The four directors have a formal annual meeting but most decisions are made “day to day”, says Graeme. 

He still likes to get out on the shop floor, he adds. “Just wandering around. I’m there, doing all sort of things, I’ve been known to push a trolley, if I see something that needs to be done I’ll either do it myself or get someone to do it. I’m very much on the floor and out and about.”

What does he think when he looks around the business he has built up? “I guess I feel very pleased about it, but I’m certainly on the look out all the time for things that need to be done, or improved.”

Graeme is definitely an ideas person, Julie says. “I have a lot of respect for him and the way he does things so I’ve been very happy to learn from him.”

The company’s relaxed style probably works because each family member has “different skills that complement each other,” she adds.
“It is a reasonably large business [but] we support each other.”

“We are quite a diverse company, not
only within our four key categories but also
the diversity of the four different stores.

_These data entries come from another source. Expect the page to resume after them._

//! Scalable Bloom filter: a chain of Bloom filters whose capacity grows and
//! whose false-positive budget shrinks geometrically.
//!
//! Filter `i` is designed for `initial_capacity * scale_size^i` items at
//! probability `fp_probability * probability_reduction^i`. Only the newest
//! filter takes inserts; every filter answers queries. There is no internal
//! locking; wrap the chain in a [`SbfHandle`] to share it between threads.

use crate::allocator::{AnonymousAllocator, BitmapAllocator};
use crate::bitmap::Bitmap;
use crate::consts::{
    DEFAULT_FP_PROBABILITY, DEFAULT_INITIAL_CAPACITY, DEFAULT_PROBABILITY_REDUCTION,
    DEFAULT_SCALE_SIZE,
};
use crate::errors::{Result, SbfError};
use crate::filter::{AddOutcome, BloomFilter};
use crate::params::FilterParams;
use serde::{Deserialize, Serialize};
use std::fmt;
use std::sync::{Arc, Mutex};
use tracing::{info, warn};

pub type SbfHandle = Arc<Mutex<ScalableBloomFilter>>;

#[derive(Debug, Clone, Copy, PartialEq, Serialize, Deserialize)]
pub struct SbfParams {
    pub initial_capacity: u64,
    pub fp_probability: f64,
    pub scale_size: u32,
    pub probability_reduction: f64,
}

impl Default for SbfParams {
    fn default() -> Self {
        Self {
            initial_capacity: DEFAULT_INITIAL_CAPACITY,
            fp_probability: DEFAULT_FP_PROBABILITY,
            scale_size: DEFAULT_SCALE_SIZE,
            probability_reduction: DEFAULT_PROBABILITY_REDUCTION,
        }
    }
}

impl SbfParams {
    pub fn validate(&self) -> Result<()> {
        if self.initial_capacity == 0 {
            return Err(SbfError::invalid("initial capacity must be positive"));
        }
        if !(self.fp_probability > 0.0 && self.fp_probability < 1.0) {
            return Err(SbfError::invalid(format!(
                "false-positive probability {} not in (0,1)",
                self.fp_probability
            )));
        }
        if self.scale_size < 1 {
            return Err(SbfError::invalid("scale size must be at least 1"));
        }
        if !(self.probability_reduction > 0.0 && self.probability_reduction <= 1.0) {
            return Err(SbfError::invalid(format!(
                "probability reduction {} not in (0,1]",
                self.probability_reduction
            )));
        }
        Ok(())
    }

    /// Designed capacity of filter `index` (truncated toward zero).
    pub fn designed_capacity(&self, index: usize) -> u64 {
        (self.initial_capacity as f64 * (self.scale_size as f64).powi(index as i32)) as u64
    }

    pub fn designed_fp_probability(&self, index: usize) -> f64 {
        self.fp_probability * self.probability_reduction.powi(index as i32)
    }

    pub fn filter_params(&self, index: usize) -> Result<FilterParams> {
        FilterParams::for_capacity(
            self.designed_capacity(index),
            self.designed_fp_probability(index),
        )
    }
}

/// Error from [`ScalableBloomFilter::close`].
///
/// When the flush fails nothing has been closed yet and `chain` holds the
/// whole chain, dirty flags intact, so the caller can retry. When closing an
/// owned filter fails the remaining filters are still closed; `chain` is
/// `None` and `unowned` holds every bitmap the chain did not own.
#[derive(Debug, thiserror::Error)]
#[error("closing scalable filter: {error}")]
pub struct ChainCloseError {
    #[source]
    pub error: SbfError,
    pub chain: Option<Box<ScalableBloomFilter>>,
    pub unowned: Vec<Bitmap>,
}

pub struct ScalableBloomFilter {
    params: SbfParams,
    allocator: Option<Box<dyn BitmapAllocator + Send>>,
    filters: Vec<BloomFilter>,
    /// parallel to `filters`
    dirty: Vec<bool>,
}

impl fmt::Debug for ScalableBloomFilter {
    fn fmt(&self, f: &mut fmt::Formatter<'_>) -> fmt::Result {
        f.debug_struct("ScalableBloomFilter")
            .field("params", &self.params)
            .field("custom_allocator", &self.allocator.is_some())
            .field("filters", &self.filters.len())
            .field("dirty", &self.dirty)
            .finish()
    }
}

impl ScalableBloomFilter {
    /// Builds a chain.
    ///
    /// A non-empty `existing` list is adopted as-is (oldest first) and marked
    /// clean. Otherwise filter 0 is created straight away, from `allocator`
    /// or anonymous memory; its allocation error is returned unchanged.
    pub fn new(
        params: SbfParams,
        allocator: Option<Box<dyn BitmapAllocator + Send>>,
        existing: Vec<BloomFilter>,
    ) -> Result<Self> {
        params.validate()?;
        let dirty = vec![false; existing.len()];
        let mut sbf = Self { params, allocator, filters: existing, dirty };
        if sbf.filters.is_empty() {
            let filter = sbf.build_filter(0)?;
            sbf.link(filter);
        }
        Ok(sbf)
    }

    /// Fresh chain on anonymous memory.
    pub fn anonymous(params: SbfParams) -> Result<Self> {
        Self::new(params, None, Vec::new())
    }

    /// Fresh chain whose bitmaps come from `allocator`.
    pub fn with_allocator<A>(params: SbfParams, allocator: A) -> Result<Self>
    where
        A: BitmapAllocator + Send + 'static,
    {
        Self::new(params, Some(Box::new(allocator)), Vec::new())
    }

    /// Adds `key` unless some filter in the chain already reports it.
    ///
    /// New keys go to the newest filter, which is marked dirty; the chain
    /// grows once that filter's estimated count reaches its designed
    /// capacity. If that growth fails the key stays inserted, the error is
    /// returned, and growth is attempted again on the next add.
    pub fn add(&mut self, key: &[u8]) -> Result<AddOutcome> {
        if self.contains(key) {
            return Ok(AddOutcome::AlreadyPresent);
        }
        let last = self.filters.len() - 1;
        let outcome = self.filters[last].add(key);
        self.dirty[last] = true;

        if self.filters[last].estimated_count() >= self.params.designed_capacity(last) {
            self.grow()?;
        }
        Ok(outcome)
    }

    pub fn contains(&self, key: &[u8]) -> bool {
        self.filters.iter().any(|f| f.contains(key))
    }

    /// Appends the next filter in the geometric series. On failure the chain
    /// is left exactly as it was.
    pub fn grow(&mut self) -> Result<()> {
        let index = self.filters.len();
        let fp = self.params.filter_params(index)?;
        let filter = self
            .build_filter(index)
            .map_err(|e| SbfError::AllocationFailed { requested: fp.bytes, source: Box::new(e) })?;
        info!(
            index,
            capacity = fp.capacity,
            fp_probability = fp.fp_probability,
            k = fp.k,
            bytes = fp.bytes,
            "scalable filter grew"
        );
        self.link(filter);
        Ok(())
    }

    fn build_filter(&mut self, index: usize) -> Result<BloomFilter> {
        let fp = self.params.filter_params(index)?;
        let map = match self.allocator.as_mut() {
            Some(alloc) => alloc.allocate(fp.bytes)?,
            None => AnonymousAllocator.allocate(fp.bytes)?,
        };
        if map.len() < fp.bytes {
            // `map` is dropped (unmapped) here, never linked
            return Err(SbfError::invalid(format!(
                "allocator returned {} bytes, filter {index} needs {}",
                map.len(),
                fp.bytes
            )));
        }
        Ok(BloomFilter::new(map, fp.k, true))
    }

    fn link(&mut self, filter: BloomFilter) {
        self.filters.push(filter);
        self.dirty.push(false);
    }

    /// Sum of the per-filter estimated counts.
    pub fn size(&self) -> u64 {
        self.filters.iter().fold(0u64, |acc, f| acc.saturating_add(f.estimated_count()))
    }

    pub fn total_capacity(&self) -> u64 {
        (0..self.filters.len())
            .fold(0u64, |acc, i| acc.saturating_add(self.params.designed_capacity(i)))
    }

    pub fn total_byte_size(&self) -> u64 {
        self.filters.iter().map(|f| f.byte_size()).sum()
    }

    pub fn params(&self) -> &SbfParams {
        &self.params
    }

    pub fn filter_count(&self) -> usize {
        self.filters.len()
    }

    pub fn filters(&self) -> &[BloomFilter] {
        &self.filters
    }

    pub fn is_dirty(&self, index: usize) -> bool {
        self.dirty.get(index).copied().unwrap_or(false)
    }

    /// Syncs every dirty filter and clears its flag. Returns how many filters
    /// were synced. On error, filters already synced stay clean and the
    /// failing one stays dirty.
    pub fn flush(&mut self) -> Result<usize> {
        let mut synced = 0;
        for (i, filter) in self.filters.iter().enumerate() {
            if !self.dirty[i] {
                continue;
            }
            if let Err(e) = filter.flush() {
                warn!(index = i, error = %e, "filter flush failed");
                return Err(e);
            }
            self.dirty[i] = false;
            synced += 1;
        }
        Ok(synced)
    }

    /// Flushes, then closes every filter. Bitmaps the chain does not own are
    /// returned in chain order, still open, on success and on failure.
    pub fn close(mut self) -> std::result::Result<Vec<Bitmap>, ChainCloseError> {
        if let Err(error) = self.flush() {
            return Err(ChainCloseError { error, chain: Some(Box::new(self)), unowned: Vec::new() });
        }
        let mut unowned = Vec::new();
        let mut first_err = None;
        for (i, filter) in self.filters.drain(..).enumerate() {
            match filter.close() {
                Ok(Some(map)) => unowned.push(map),
                Ok(None) => {}
                Err(e) => {
                    warn!(index = i, error = %e, "filter close failed");
                    first_err.get_or_insert(e);
                }
            }
        }
        self.dirty.clear();
        match first_err {
            None => Ok(unowned),
            Some(error) => Err(ChainCloseError { error, chain: None, unowned }),
        }
    }
}
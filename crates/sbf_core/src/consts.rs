// crates/sbf_core/src/consts.rs

/// Defaults for a fresh chain (same values bloomd ships with).
pub const DEFAULT_INITIAL_CAPACITY: u64 = 100_000;
pub const DEFAULT_FP_PROBABILITY: f64 = 1e-4;
pub const DEFAULT_SCALE_SIZE: u32 = 4;
pub const DEFAULT_PROBABILITY_REDUCTION: f64 = 0.9;

pub const MANIFEST_FILE: &str = "manifest.json";
pub const MANIFEST_VERSION: u32 = 1;

pub const FILTER_FILE_PREFIX: &str = "filter-";
pub const FILTER_FILE_EXT: &str = "bmp";

/// Fixed seed for the xxh3-128 key hash. Changing it invalidates every
/// bitmap already on disk.
pub const HASH_SEED: u64 = 0;

const _: () = { assert!(DEFAULT_SCALE_SIZE >= 1); };
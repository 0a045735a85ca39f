use sbf_core::allocator::filter_file_name;
use sbf_core::{
    Backing, Bitmap, BloomFilter, DirAllocator, SbfParams, SbfStore, ScalableBloomFilter,
};
use tempfile::tempdir;

fn params() -> SbfParams {
    SbfParams {
        initial_capacity: 1000,
        fp_probability: 0.001,
        scale_size: 4,
        probability_reduction: 0.9,
    }
}

#[test]
fn reload_from_bitmap_files() {
    let tmp = tempdir().unwrap();
    let keys: Vec<String> = (0..6000).map(|i| format!("session-{i:06}")).collect();

    let alloc = DirAllocator::new(tmp.path(), 0);
    let mut sbf = ScalableBloomFilter::with_allocator(params(), alloc).unwrap();
    for k in &keys {
        sbf.add(k.as_bytes()).unwrap();
    }
    let count = sbf.filter_count();
    let lens: Vec<u64> = sbf.filters().iter().map(|f| f.byte_size()).collect();
    let ks: Vec<u32> = sbf.filters().iter().map(|f| f.k()).collect();
    assert!(count >= 2);
    assert!(sbf.close().unwrap().is_empty());

    let filters: Vec<BloomFilter> = (0..count)
        .map(|i| {
            let path = tmp.path().join(filter_file_name(i));
            let map = Bitmap::from_path(path, lens[i], false, false).unwrap();
            assert_eq!(map.backing(), Backing::Shared);
            BloomFilter::new(map, ks[i], true)
        })
        .collect();
    let sbf = ScalableBloomFilter::new(params(), None, filters).unwrap();
    assert_eq!(sbf.filter_count(), count);
    assert!(keys.iter().all(|k| sbf.contains(k.as_bytes())));
}

#[test]
fn store_survives_many_sessions() {
    let tmp = tempdir().unwrap();
    let dir = tmp.path().join("store");
    SbfStore::create(&dir, params()).unwrap().close().unwrap();

    for session in 0..4u32 {
        let mut store = SbfStore::open(&dir).unwrap();
        for i in 0..1000u32 {
            store.add(format!("{session}:{i}").as_bytes()).unwrap();
        }
        store.close().unwrap();
    }

    let store = SbfStore::open(&dir).unwrap();
    assert!(store.filter().filter_count() >= 2);
    for session in 0..4u32 {
        assert!((0..1000u32).all(|i| store.contains(format!("{session}:{i}").as_bytes())));
    }
    let size = store.size() as f64;
    assert!((size - 4000.0).abs() < 200.0, "size {size}");
}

And we’re not a traditional supermarket or a traditional wholesaler either. We’re doing a little bit of both and trying to do it a little bit differently. Or just the way we believe is the right way to do it.” 

What makes Moore Wilson’s a Wellington institution?

Stephanie Cutfield, Wellington director of Zest Food Tours

“Is it included on our walking foodie tour? Absolutely. Moore Wilson’s is iconic in Wellington for foodies, it’s where foodies and chefs shop. The product is amazing and the variety is incredible. They showcase small artisan producers that you can’t find in supermarkets. They have a quite extraordinary range of artisan cheeses and the delicatessen products are out of this world.

“None of the artisan products have high levels of preservation, it’s called ‘Fresh’ and that’s just what it is. They were one of the first NZ retailers to sell free-range cheese and meats and stock paleo cereals. It even has a ‘Wild’ game section selling venison, pork, goat and rabbit – that’s simply as free-range and as pure as it can possibly be.”

Mark Limacher, Ortega Fish Shack & Bar owner and Moore Wilson’s customer “for 30-odd years”

“Every one of the Moore family is charming and they take the time to speak to their customers, and that has a drip-down effect on their staff too. That’s the charm of the place: it’s family-run.

“Julie in particular keeps up to speed on modern food trends and the Moores support local producers and give them a crack. If you’re a small producer it’s hard to break into supermarkets but they support the artisan producers very, very well.”